In general, the safe thing to do when you are manipulating an XML tree and want to copy information in multiple places in the tree (by opposition to moving information from one place to another) is to perform a deep copy operation on those elements rather than just add them to their new location. The vast majority of XML parsing libraries that produce trees require you to perform a deep copy if you want to copy structures around. They just won't give you the results you want if you do not deep copy. lxml is one such library that requires you to deep copy the structures you want to copy.

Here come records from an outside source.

//! Application shell: context providers and the single-page layout.
//!
//! SYSTEM CONTEXT
//! ==============
//! The shell provides shared signals (tool/style, layer list) via Leptos
//! context; the components below read and write them without any direct DOM
//! coupling between each other. The canvas host is the only component that
//! talks to the drawing session.

use leptos::prelude::*;

use crate::components::canvas_host::CanvasHost;
use crate::components::layer_panel::LayerPanel;
use crate::components::style_bar::StyleBar;
use crate::components::tool_rail::ToolRail;
use crate::state::layers::LayersState;
use crate::state::ui::UiState;

/// Root component: toolbar on top, tool rail / canvas / layer panel below.
#[component]
pub fn App() -> impl IntoView {
    let ui = RwSignal::new(UiState::default());
    let layers = RwSignal::new(LayersState::default());
    provide_context(ui);
    provide_context(layers);

    view! {
        <div class="app">
            <header class="app__toolbar">
                <span class="app__title">"sketchboard"</span>
                <StyleBar/>
            </header>
            <div class="app__body">
                <ToolRail/>
                <main class="canvas-container">
                    <CanvasHost/>
                </main>
                <LayerPanel/>
            </div>
        </div>
    }
}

通常,当您操作XML树并希望在树中的多个位置复制信息(通过反对将信息从一个地方移动到另一个地方)时,安全的事情是对这些元素执行深度复制操作,而不是只需将它们添加到新位置即可。如果要复制结构,绝大多数生成树的XML解析库都要求您执行深层复制。如果你不进行深层复制,他们就不会给你想要的结果。 lxml就是这样一个库,它要求您深度复制要复制的结构。

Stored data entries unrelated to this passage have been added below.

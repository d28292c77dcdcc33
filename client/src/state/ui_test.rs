use canvas::consts::{DEFAULT_FILL_COLOR, DEFAULT_STROKE_COLOR, DEFAULT_STROKE_WIDTH};

use super::*;

// =============================================================
// UiState defaults
// =============================================================

#[test]
fn ui_state_default_tool_is_select() {
    let state = UiState::default();
    assert_eq!(state.active_tool, Tool::Select);
}

#[test]
fn ui_state_default_style_matches_engine_defaults() {
    let state = UiState::default();
    assert_eq!(state.style.stroke_color, DEFAULT_STROKE_COLOR);
    assert_eq!(state.style.fill_color, DEFAULT_FILL_COLOR);
    assert!((state.style.stroke_width - DEFAULT_STROKE_WIDTH).abs() < f64::EPSILON);
}

#[test]
fn ui_state_style_edit_keeps_tool() {
    let mut state = UiState { active_tool: Tool::Pen, ..UiState::default() };
    state.style.stroke_color = "#FF0000".to_owned();
    assert_eq!(state.active_tool, Tool::Pen);
    assert_eq!(state.style.stroke_color, "#FF0000");
}

#[test]
fn ui_state_tool_edit_keeps_style() {
    let mut state = UiState::default();
    state.style.stroke_width = 9.0;
    state.active_tool = Tool::Circle;
    assert!((state.style.stroke_width - 9.0).abs() < f64::EPSILON);
}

The fact that xml.etree.ElementTree works in a way such that .append effectively allows you to have the same element in two places in the tree is definitely unusual in my experience.

事实上,xml.etree.ElementTree的工作方式使得.append有效地允许你在树中的两个地方拥有相同的元素,这在我的经验中绝对是不寻常的。

Walking-while-Modifying Problem

You mentioned that for subnode in node.xpath('.//node') also solves you problem. Note that if you use for subnode in list(node.iter('node')), you'll get the same result. What is going on here is that using list(node.iter('node')) or node.xpath('.//node') or using deepcopy to copy the nodes instead of moving them protect you against another problem with your code: you are walking a structure while modifying it.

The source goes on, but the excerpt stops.